(Stored data entries)
//! Streams stored payloads back to clients so upload URLs resolve.
//!
//! Only images and PDFs render inline. Everything else is an attachment in a
//! sandbox, so an uploaded page or script never runs on this origin.

use crate::{
    errors::AppError,
    services::{content_store::serves_inline, dropzone_service::DropzoneService},
};
use axum::{
    body::Body,
    extract::{Path, State},
    http::{HeaderValue, StatusCode, header},
    response::Response,
};
use tokio_util::io::ReaderStream;

/// GET `/storage/{*path}`
pub async fn get_content(
    State(service): State<DropzoneService>,
    Path(path): Path<String>,
) -> Result<Response, AppError> {
    let (file, len) = service.open_content(&path).await?;
    let body = Body::from_stream(ReaderStream::new(file));

    let content_type = mime_guess::from_path(&path)
        .first_raw()
        .unwrap_or("application/octet-stream");

    let mut response = Response::new(body);
    *response.status_mut() = StatusCode::OK;
    let headers = response.headers_mut();
    headers.insert(
        header::CONTENT_TYPE,
        HeaderValue::from_str(content_type)
            .unwrap_or_else(|_| HeaderValue::from_static("application/octet-stream")),
    );
    headers.insert(header::CONTENT_LENGTH, HeaderValue::from(len));
    headers.insert(
        header::X_CONTENT_TYPE_OPTIONS,
        HeaderValue::from_static("nosniff"),
    );
    if !serves_inline(&path) {
        headers.insert(
            header::CONTENT_DISPOSITION,
            HeaderValue::from_static("attachment"),
        );
        headers.insert(
            header::CONTENT_SECURITY_POLICY,
            HeaderValue::from_static("sandbox"),
        );
    }
    Ok(response)
}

→ **What is expected**
The entries above must be repeated word for word.

→ **Result of this exercise**
//! Streams stored payloads back to clients so upload URLs resolve.
//!
//! Only images and PDFs render inline. Everything else is an attachment in a
//! sandbox, so an uploaded page or script never runs on this origin.

use crate::{
    errors::AppError,
    services::{content_store::serves_inline, dropzone_service::DropzoneService},
};
use axum::{
    body::Body,
    extract::{Path, State},
    http::{HeaderValue, StatusCode, header},
    response::Response,
};
use tokio_util::io::ReaderStream;

/// GET `/storage/{*path}`
pub async fn get_content(
    State(service): State<DropzoneService>,
    Path(path): Path<String>,
) -> Result<Response, AppError> {
    let (file, len) = service.open_content(&path).await?;
    let body = Body::from_stream(ReaderStream::new(file));

    let content_type = mime_guess::from_path(&path)
        .first_raw()
        .unwrap_or("application/octet-stream");

    let mut response = Response::new(body);
    *response.status_mut() = StatusCode::OK;
    let headers = response.headers_mut();
    headers.insert(
        header::CONTENT_TYPE,
        HeaderValue::from_str(content_type)
            .unwrap_or_else(|_| HeaderValue::from_static("application/octet-stream")),
    );
    headers.insert(header::CONTENT_LENGTH, HeaderValue::from(len));
    headers.insert(
        header::X_CONTENT_TYPE_OPTIONS,
        HeaderValue::from_static("nosniff"),
    );
    if !serves_inline(&path) {
        headers.insert(
            header::CONTENT_DISPOSITION,
            HeaderValue::from_static("attachment"),
        );
        headers.insert(
            header::CONTENT_SECURITY_POLICY,
            HeaderValue::from_static("sandbox"),
        );
    }
    Ok(response)
}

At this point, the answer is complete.